Before the experiment in which Hodgins and Nigel-Murray use liquid nitrogen to freeze a turkey and drop it in order to make the turkey shatter like the victim, Hodgins gives the temperature of the liquid nitrogen in 3 scales: Kelvin, Celsius, and Fahrenheit. Nigel-Murray corrects Hodgins by saying that he doesn't have to say "degrees" for Celsius because it is implied. Nigel-Murray is incorrect, you absolutely do need to say "degrees" when giving a temperature in Celsius, the temperature scale for which you do not need to say "degrees" (and for which Hodgins mistakenly does) is Kelvin.
Mullins states that the Large Hadron Collider can create a black hole that can consume Earth and many Nobel Prize laureates who agree on this. Black holes 'consume' surrounding energy and matter because they are technically extremely dense stars, with a mass (and thus, the gravitional field) much higher than the mass of a planet. A black hole created in a laboratory would instantly evaporate, causing a minute explosion at best,
In a space as small as the vibration chamber, and with their eardrums already under heavy assault, the shock of Booth's triple gunshots would have been more than enough to rupture one or both eardrums of both Booth and Brennan, potentially causing permanent deafness.

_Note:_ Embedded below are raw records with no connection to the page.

//! Log-only adapter.
//!
//! Writes every message to the application log instead of delivering it.
//! This is the default backend in development.

use async_trait::async_trait;

use crate::{errors::AdapterError, models::EmailMessage, MailAdapter};

#[derive(Debug, Default, Clone)]
pub struct LogAdapter;

impl LogAdapter {
    pub fn new() -> Self {
        Self
    }
}

#[async_trait]
impl MailAdapter for LogAdapter {
    fn name(&self) -> &'static str {
        "log"
    }

    async fn send(&self, message: &EmailMessage) -> Result<(), AdapterError> {
        message.validate()?;
        log::info!(
            "mail from={} to={} subject={:?}\n{}",
            message.from,
            message.to.join(","),
            message.subject,
            message.body
        );
        Ok(())
    }
}
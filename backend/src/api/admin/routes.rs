//! Route table for `/api/admin`.

use axum::routing::{get, patch, post};
use axum::Router;

use super::{appointments, catalog, inventory, orders, overview, people, slots};
use crate::server::AppState;

pub fn routes() -> Router<AppState> {
    Router::new()
        .route("/dashboard", get(overview::dashboard))
        .route("/reports", get(overview::reports))
        .route("/settings", get(overview::settings))
        .route("/profile", get(overview::profile))
        .route("/contacts", get(overview::contacts))
        // appointments
        .route("/appointments", get(appointments::list))
        .route("/appointments/:id", get(appointments::detail))
        .route("/appointments/:id/status", patch(appointments::update_status))
        .route("/appointments/:id/payment", patch(appointments::update_payment))
        .route("/appointments/:id/staff", patch(appointments::assign_staff))
        .route("/appointments/:id/reconcile", post(appointments::reconcile))
        // services and payment methods
        .route("/services", get(catalog::list_services).post(catalog::create_service))
        .route(
            "/services/:id",
            patch(catalog::update_service).delete(catalog::delete_service),
        )
        .route("/services/:id/types", post(catalog::create_service_type))
        .route(
            "/service-types/:id",
            patch(catalog::update_service_type).delete(catalog::delete_service_type),
        )
        .route(
            "/payment-methods",
            get(catalog::list_payment_methods).post(catalog::create_payment_method),
        )
        .route("/payment-methods/:id", patch(catalog::update_payment_method))
        // people
        .route("/staff", get(people::list_staff))
        .route("/staff/:id", patch(people::update_staff))
        .route("/users", get(people::list_users).post(people::create_user))
        .route("/users/:id", patch(people::update_user))
        .route("/customers", get(people::list_customers))
        // slots
        .route("/slots", get(slots::list).post(slots::create))
        .route("/slots/generate", post(slots::generate))
        .route("/slots/:id", patch(slots::update).delete(slots::delete))
        // inventory
        .route("/inventory", get(inventory::list).post(inventory::create))
        .route("/inventory/stats", get(inventory::stats))
        .route("/inventory/low-stock", get(inventory::low_stock))
        .route("/inventory/transactions", get(inventory::transactions))
        .route(
            "/inventory/:id",
            patch(inventory::update).delete(inventory::delete),
        )
        .route("/inventory/:id/adjust", post(inventory::adjust))
        // orders
        .route("/orders", get(orders::list))
        .route("/orders/:id/status", patch(orders::update_status))
}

When Hodgins wakes up in the supposed "Texas desert" there are Saguaro cacti in the background. There are no Saguaro cacti in Texas.
Brennan explains to Booth that numerous mundane substances fluoresce under Luminol, and for that reason the stains in the chamber are unlikely to be blood.
However numerous other times in the series, both before and after this episode, Brennan immediately declares various luminous stain she encounters to be blood.